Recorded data
☆ ☆ ☆ ☆ ☆ ☆ ☆
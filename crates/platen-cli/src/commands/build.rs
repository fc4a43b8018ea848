//! Build and rebuild command implementations.
//!
//! `platen build` refreshes the collection JSON and runs the site generator;
//! `platen rebuild` removes the output directory first.

use crate::cli::{BuildArgs, Profile};
use crate::commands::utils::Workspace;
use crate::dev::{BuildReport, HookStatus, SiteBuilder, site_stats};
use crate::error::{CliError, Result};
use crate::ui;
use platen_collection::ProjectionOutcome;
use std::future::Future;

/// Execute the build command.
///
/// # Errors
///
/// Returns errors when the generator cannot be started or exits non-zero.
/// The generator's captured output travels with the error.
pub async fn execute(args: BuildArgs, workspace: &Workspace) -> Result<()> {
    let profile = args.profile();
    ui::banner(&format!("build ({})", profile));

    let builder = workspace.builder();
    let report = run_with_spinner(&builder, "Generating site", builder.build(profile)).await?;
    print_report(&report, workspace);
    Ok(())
}

/// Execute the rebuild command (clean, then build).
pub async fn rebuild(args: BuildArgs, workspace: &Workspace) -> Result<()> {
    let profile = args.profile();
    ui::banner(&format!("rebuild ({})", profile));

    let builder = workspace.builder();
    let report =
        run_with_spinner(&builder, "Cleaning and generating site", builder.rebuild(profile))
            .await?;
    print_report(&report, workspace);
    Ok(())
}

/// Drive a build future behind a spinner, finishing with ✓ or ✗.
pub(crate) async fn run_with_spinner<F>(
    builder: &SiteBuilder,
    action: &str,
    build: F,
) -> Result<BuildReport>
where
    F: Future<Output = Result<BuildReport>>,
{
    let spinner = ui::Spinner::new(&format!(
        "{} with {}...",
        action,
        builder.generator().name()
    ));

    match build.await {
        Ok(report) => {
            spinner.finish(&format!(
                "Site generated in {}",
                ui::format_duration(report.elapsed)
            ));
            Ok(report)
        }
        Err(e) => {
            spinner.fail(&failure_headline(&e));
            Err(e)
        }
    }
}

/// Hook status, generator output (debug only), and the site summary.
pub(crate) fn print_report(report: &BuildReport, workspace: &Workspace) {
    match &report.hook {
        HookStatus::Ran(ProjectionOutcome::Written {
            records, discarded, ..
        }) => {
            let mut line = format!("Collection JSON refreshed: {} records", records);
            if *discarded > 0 {
                line.push_str(&format!(" ({} unidentified rows dropped)", discarded));
            }
            ui::info(&line);
        }
        HookStatus::Ran(ProjectionOutcome::Skipped { csv }) => {
            tracing::debug!(csv = %csv.display(), "no collection CSV; projection skipped");
        }
        HookStatus::Failed(reason) => {
            ui::warning(&format!("Collection JSON not refreshed: {}", reason));
        }
    }

    tracing::debug!(profile = %report.profile, output = %report.output, "generator output");

    let stats = site_stats(&workspace.paths.output_dir);
    ui::print_site_summary(
        &workspace.display_output(),
        stats.files,
        stats.bytes,
        report.elapsed,
    );
}

/// Short ✗ line for a failed build. The details come with the error itself.
pub(crate) fn failure_headline(error: &CliError) -> String {
    match error {
        CliError::Busy(_) => "Another build is still running".to_string(),
        CliError::Build(crate::error::BuildError::CleanFailed { .. }) => {
            "Could not clean the output directory".to_string()
        }
        _ => "Build failed".to_string(),
    }
}

/// Profile label used by the interactive console.
pub(crate) fn describe_profile(profile: Profile) -> &'static str {
    match profile {
        Profile::Development => "development settings",
        Profile::Production => "production settings",
    }
}

#[cfg(test)]
mod tests {
    use super::*;
    use crate::error::BuildError;
    use std::path::PathBuf;

    #[test]
    fn test_failure_headline() {
        assert_eq!(
            failure_headline(&CliError::Busy("x".to_string())),
            "Another build is still running"
        );
        assert_eq!(
            failure_headline(
                &BuildError::CleanFailed {
                    path: PathBuf::from("output"),
                    source: std::io::Error::other("denied"),
                }
                .into()
            ),
            "Could not clean the output directory"
        );
        assert_eq!(
            failure_headline(&CliError::Custom("boom".to_string())),
            "Build failed"
        );
    }

    #[test]
    fn test_describe_profile() {
        assert_eq!(describe_profile(Profile::Production), "production settings");
    }
}
//! CSV-to-JSON projection consumed by the site templates.
//!
//! Runs as a build hook before the generator: the templates read
//! `typewriters.json` to render the collection table, so the projection must
//! be fully regenerated on every build.

use crate::error::{CollectionError, Result};
use crate::record::{read_records, Record};
use crate::{BRAND_COLUMN, MODEL_COLUMN};
use std::fs;
use std::path::{Path, PathBuf};

/// Result of a projection run.
#[derive(Debug, Clone, PartialEq, Eq)]
pub enum ProjectionOutcome {
    /// The CSV does not exist, nothing was written
    Skipped { csv: PathBuf },
    /// The JSON file was (re)written
    Written {
        path: PathBuf,
        records: usize,
        discarded: usize,
    },
}

/// Check whether a record carries enough to identify a machine.
pub fn is_identified(record: &Record) -> bool {
    record.contains(BRAND_COLUMN) || record.contains(MODEL_COLUMN)
}

/// Keep only identified records, preserving order.
///
/// Returns the kept records and how many were dropped.
pub fn select(records: Vec<Record>) -> (Vec<Record>, usize) {
    let total = records.len();
    let kept: Vec<Record> = records.into_iter().filter(is_identified).collect();
    let discarded = total - kept.len();
    (kept, discarded)
}

/// Serialize records as a pretty-printed JSON array.
pub fn to_json(records: &[Record]) -> Result<String> {
    Ok(serde_json::to_string_pretty(records)?)
}

/// Project the collection CSV into a JSON array.
///
/// Rows without a brand and without a model are discarded. The parent
/// directory of `json_path` is created when needed.
///
/// # Errors
///
/// Returns CSV, serialization or I/O errors. A missing CSV is not an error;
/// it yields [`ProjectionOutcome::Skipped`].
pub fn project(csv_path: &Path, json_path: &Path) -> Result<ProjectionOutcome> {
    let records = match read_records(csv_path) {
        Ok(records) => records,
        Err(CollectionError::CsvNotFound(csv)) => {
            tracing::debug!(csv = %csv.display(), "no collection CSV, skipping projection");
            return Ok(ProjectionOutcome::Skipped { csv });
        }
        Err(e) => return Err(e),
    };

    let (kept, discarded) = select(records);
    let json = to_json(&kept)?;

    if let Some(parent) = json_path.parent().filter(|p| !p.as_os_str().is_empty()) {
        fs::create_dir_all(parent).map_err(|e| CollectionError::io(parent, e))?;
    }
    fs::write(json_path, json).map_err(|e| CollectionError::io(json_path, e))?;

    tracing::info!(
        records = kept.len(),
        discarded,
        path = %json_path.display(),
        "projected collection"
    );

    Ok(ProjectionOutcome::Written {
        path: json_path.to_path_buf(),
        records: kept.len(),
        discarded,
    })
}

#[cfg(test)]
mod tests {
    use super::*;
    use serde_json::{json, Value};

    #[test]
    fn test_select_requires_brand_or_model() {
        let records = vec![
            Record::from_iter([(BRAND_COLUMN, json!("Royal"))]),
            Record::from_iter([("Color", json!("Black"))]),
            Record::from_iter([(MODEL_COLUMN, json!("SM3"))]),
        ];

        let (kept, discarded) = select(records);
        assert_eq!(kept.len(), 2);
        assert_eq!(discarded, 1);
    }

    #[test]
    fn test_to_json_preserves_column_order_and_unicode() {
        let record = Record::from_iter([
            (BRAND_COLUMN, json!("Triumph")),
            (MODEL_COLUMN, json!("Gabriele")),
            ("Location", json!("Zürich")),
        ]);

        let json = to_json(&[record]).unwrap();
        let brand = json.find("Typewriter Brand").unwrap();
        let location = json.find("Location").unwrap();
        assert!(brand < location);
        assert!(json.contains("Zürich"));

        let parsed: Value = serde_json::from_str(&json).unwrap();
        assert_eq!(parsed[0]["Model"], json!("Gabriele"));
    }
}
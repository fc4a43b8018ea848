//! CSV reading and cell normalization.
//!
//! The collection is maintained in a spreadsheet, so the export is noisy:
//! headers carry stray whitespace, empty cells show up as `nan` or `None`, and
//! numeric columns come back as `1925.0`. Everything here turns that into a
//! sequence of [`Record`]s where absent values are simply missing keys.

use crate::error::{CollectionError, Result};
use indexmap::IndexMap;
use serde::Serialize;
use serde_json::{Number, Value};
use std::path::Path;

/// Cell markers treated as "no value", compared case-insensitively after trimming.
const BLANK_MARKERS: &[&str] = &["", "nan", "none"];

/// Largest integer an `f64` represents exactly.
const MAX_EXACT_INTEGER: f64 = 9_007_199_254_740_992.0;

/// One row of the collection, keyed by column name in file order.
///
/// Only present values are stored; a blank cell never produces a key.
#[derive(Debug, Clone, Default, PartialEq, Serialize)]
#[serde(transparent)]
pub struct Record {
    fields: IndexMap<String, Value>,
}

impl Record {
    /// Create an empty record.
    pub fn new() -> Self {
        Self::default()
    }

    /// Set a field, replacing any previous value.
    pub fn insert(&mut self, column: impl Into<String>, value: Value) {
        self.fields.insert(column.into(), value);
    }

    /// Get the raw JSON value of a field.
    pub fn get(&self, column: &str) -> Option<&Value> {
        self.fields.get(column)
    }

    /// Check whether a field is present.
    pub fn contains(&self, column: &str) -> bool {
        self.fields.contains_key(column)
    }

    /// Render a field as display text.
    ///
    /// Strings are returned as-is, numbers in their shortest form
    /// (`1925`, not `1925.0`).
    pub fn text(&self, column: &str) -> Option<String> {
        match self.fields.get(column)? {
            Value::String(s) => Some(s.clone()),
            Value::Null => None,
            other => Some(other.to_string()),
        }
    }

    /// Number of present fields.
    pub fn len(&self) -> usize {
        self.fields.len()
    }

    /// Check if no field is present.
    pub fn is_empty(&self) -> bool {
        self.fields.is_empty()
    }

    /// Iterate over `(column, value)` pairs in column order.
    pub fn iter(&self) -> impl Iterator<Item = (&str, &Value)> {
        self.fields.iter().map(|(k, v)| (k.as_str(), v))
    }
}

impl<K: Into<String>> FromIterator<(K, Value)> for Record {
    fn from_iter<I: IntoIterator<Item = (K, Value)>>(iter: I) -> Self {
        Self {
            fields: iter.into_iter().map(|(k, v)| (k.into(), v)).collect(),
        }
    }
}

/// Check whether a raw cell counts as missing.
pub fn is_blank(cell: &str) -> bool {
    let trimmed = cell.trim();
    BLANK_MARKERS
        .iter()
        .any(|marker| trimmed.eq_ignore_ascii_case(marker))
}

/// Parse a cell as a finite number.
fn parse_number(cell: &str) -> Option<f64> {
    cell.trim().parse::<f64>().ok().filter(|n| n.is_finite())
}

/// Convert a number to JSON, collapsing integral values to integers.
fn number_value(n: f64) -> Value {
    if n.fract() == 0.0 && n.abs() < MAX_EXACT_INTEGER {
        Value::from(n as i64)
    } else {
        Number::from_f64(n).map(Value::Number).unwrap_or(Value::Null)
    }
}

/// Read the collection CSV into normalized records.
///
/// A column is treated as numeric when every non-blank cell in it parses as
/// a number; otherwise all its cells are kept as trimmed strings. Rows shorter
/// than the header are padded with blanks.
///
/// # Errors
///
/// Returns [`CollectionError::CsvNotFound`] if the file is missing and
/// [`CollectionError::Csv`] if it cannot be parsed.
pub fn read_records(path: &Path) -> Result<Vec<Record>> {
    if !path.exists() {
        return Err(CollectionError::CsvNotFound(path.to_path_buf()));
    }

    let csv_err = |source| CollectionError::Csv {
        path: path.to_path_buf(),
        source,
    };

    let mut reader = csv::ReaderBuilder::new()
        .flexible(true)
        .from_path(path)
        .map_err(csv_err)?;

    let headers: Vec<String> = reader
        .headers()
        .map_err(csv_err)?
        .iter()
        .map(|h| h.trim().to_string())
        .collect();

    let rows = reader
        .records()
        .collect::<std::result::Result<Vec<_>, _>>()
        .map_err(csv_err)?;

    let numeric: Vec<bool> = (0..headers.len())
        .map(|col| {
            let mut cells = rows
                .iter()
                .filter_map(|row| row.get(col))
                .filter(|cell| !is_blank(cell))
                .peekable();
            cells.peek().is_some() && cells.all(|cell| parse_number(cell).is_some())
        })
        .collect();

    tracing::debug!(
        path = %path.display(),
        rows = rows.len(),
        columns = headers.len(),
        "read collection CSV"
    );

    let records = rows
        .iter()
        .map(|row| {
            headers
                .iter()
                .enumerate()
                .filter_map(|(col, name)| {
                    let cell = row.get(col)?;
                    if is_blank(cell) {
                        return None;
                    }
                    let value = match parse_number(cell) {
                        Some(n) if numeric[col] => number_value(n),
                        _ => Value::String(cell.trim().to_string()),
                    };
                    Some((name.clone(), value))
                })
                .collect()
        })
        .collect();

    Ok(records)
}
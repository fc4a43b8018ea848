//! Build and preview machinery.
//!
//! - [`generator`] runs the external site generator
//! - [`builder`] wraps it with the collection hook, clean, and rebuild
//! - [`server`] serves the output directory over HTTP
//! - [`manager`] owns the background server's lifecycle
//! - [`reload`] rebuilds and restarts on content changes
//! - [`controller`] bundles all of the above for interactive front ends

pub mod builder;
pub mod controller;
pub mod generator;
pub mod manager;
pub mod reload;
pub mod server;
pub mod snapshot;
pub mod state;
pub mod watcher;

// Re-exports
pub use builder::{BuildReport, CleanOutcome, HookStatus, SiteBuilder, SiteStats, site_stats};
pub use controller::{Controller, ControllerStatus};
pub use generator::{CommandGenerator, GenerateRequest, SiteGenerator};
pub use manager::{START_TIMEOUT, STOP_TIMEOUT, ServerManager};
pub use reload::{ChangeSource, WatchLoop, WatchSummary};
pub use snapshot::{ContentSnapshot, SnapshotDiff};
pub use state::{LogSink, MuteGuard, Phase, ServerStatus, StopOutcome};
pub use watcher::{FileChange, FileWatcher};
//! Logging infrastructure for the Platen CLI.
//!
//! Structured logging via the `tracing` ecosystem. User-facing status lines go
//! through [`crate::ui`]; this module only configures the subscriber that
//! receives `tracing` events from the CLI and the collection crate.
//!
//! # Example
//!
//! ```rust,no_run
//! use platen_cli::logger::init_logger;
//! use tracing::{debug, info};
//!
//! init_logger(false, false, false);
//!
//! info!("Starting build");
//! debug!(port = 8000, "binding");
//! ```

use tracing_subscriber::{EnvFilter, fmt, layer::SubscriberExt, util::SubscriberInitExt};

const VERBOSE_FILTER: &str = "platen=debug,platen_cli=debug,platen_collection=debug";
const QUIET_FILTER: &str = "platen=error,platen_cli=error,platen_collection=error";
const DEFAULT_FILTER: &str = "platen=info,platen_cli=info,platen_collection=info";

/// Build the filter for the given verbosity flags.
///
/// Order of precedence:
/// 1. `--verbose`: DEBUG for platen crates
/// 2. `--quiet`: ERROR only
/// 3. `RUST_LOG`
/// 4. INFO for platen crates
pub fn build_filter(verbose: bool, quiet: bool) -> EnvFilter {
    if verbose {
        EnvFilter::new(VERBOSE_FILTER)
    } else if quiet {
        EnvFilter::new(QUIET_FILTER)
    } else {
        EnvFilter::try_from_default_env().unwrap_or_else(|_| EnvFilter::new(DEFAULT_FILTER))
    }
}

/// Initialize the tracing subscriber.
///
/// Call once at the start of the program, before any logging occurs. A second
/// call is ignored rather than panicking, so tests can call it freely.
pub fn init_logger(verbose: bool, quiet: bool, no_color: bool) {
    let fmt_layer = fmt::layer()
        .with_target(false)
        .with_level(true)
        .with_ansi(!no_color && should_use_colors())
        .with_writer(std::io::stderr)
        .compact();

    let _ = tracing_subscriber::registry()
        .with(build_filter(verbose, quiet))
        .with(fmt_layer)
        .try_init();
}

/// Check if colored log output should be enabled.
///
/// `NO_COLOR` disables colors, `FORCE_COLOR` forces them; otherwise the
/// terminal capabilities of stderr decide.
pub fn should_use_colors() -> bool {
    if std::env::var("NO_COLOR").is_ok() {
        return false;
    }

    if std::env::var("FORCE_COLOR").is_ok() {
        return true;
    }

    console::Term::stderr().features().colors_supported()
}
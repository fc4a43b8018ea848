//! Static file server for the generated site.
//!
//! Plain file serving: directories resolve to their `index.html`, and every
//! response is marked `no-cache` so a reload always shows the latest build.

use axum::Router;
use axum::http::{HeaderValue, header};
use std::path::Path;
use tokio::net::TcpListener;
use tokio::sync::oneshot;
use tower_http::services::ServeDir;
use tower_http::set_header::SetResponseHeaderLayer;
use tower_http::trace::TraceLayer;

/// Build the router serving `root`.
pub fn router(root: &Path) -> Router {
    let files = ServeDir::new(root).append_index_html_on_directories(true);

    Router::new()
        .fallback_service(files)
        .layer(SetResponseHeaderLayer::overriding(
            header::CACHE_CONTROL,
            HeaderValue::from_static("no-cache"),
        ))
        .layer(TraceLayer::new_for_http())
}

/// Serve `root` on an already-bound listener until `shutdown` fires or its
/// sender is dropped.
pub async fn serve(
    listener: TcpListener,
    root: &Path,
    shutdown: oneshot::Receiver<()>,
) -> std::io::Result<()> {
    axum::serve(listener, router(root))
        .with_graceful_shutdown(async {
            let _ = shutdown.await;
        })
        .await
}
☆ ☆ ☆ ☆ ☆ ☆ ☆
Return exactly, and only, the lines above starting at the line that contains "directory over HTTP" and ending at the line that contains "pub mod generator;".

//! - [`server`] serves the output directory over HTTP
//! - [`manager`] owns the background server's lifecycle
//! - [`reload`] rebuilds and restarts on content changes
//! - [`controller`] bundles all of the above for interactive front ends

pub mod builder;
pub mod controller;
pub mod generator;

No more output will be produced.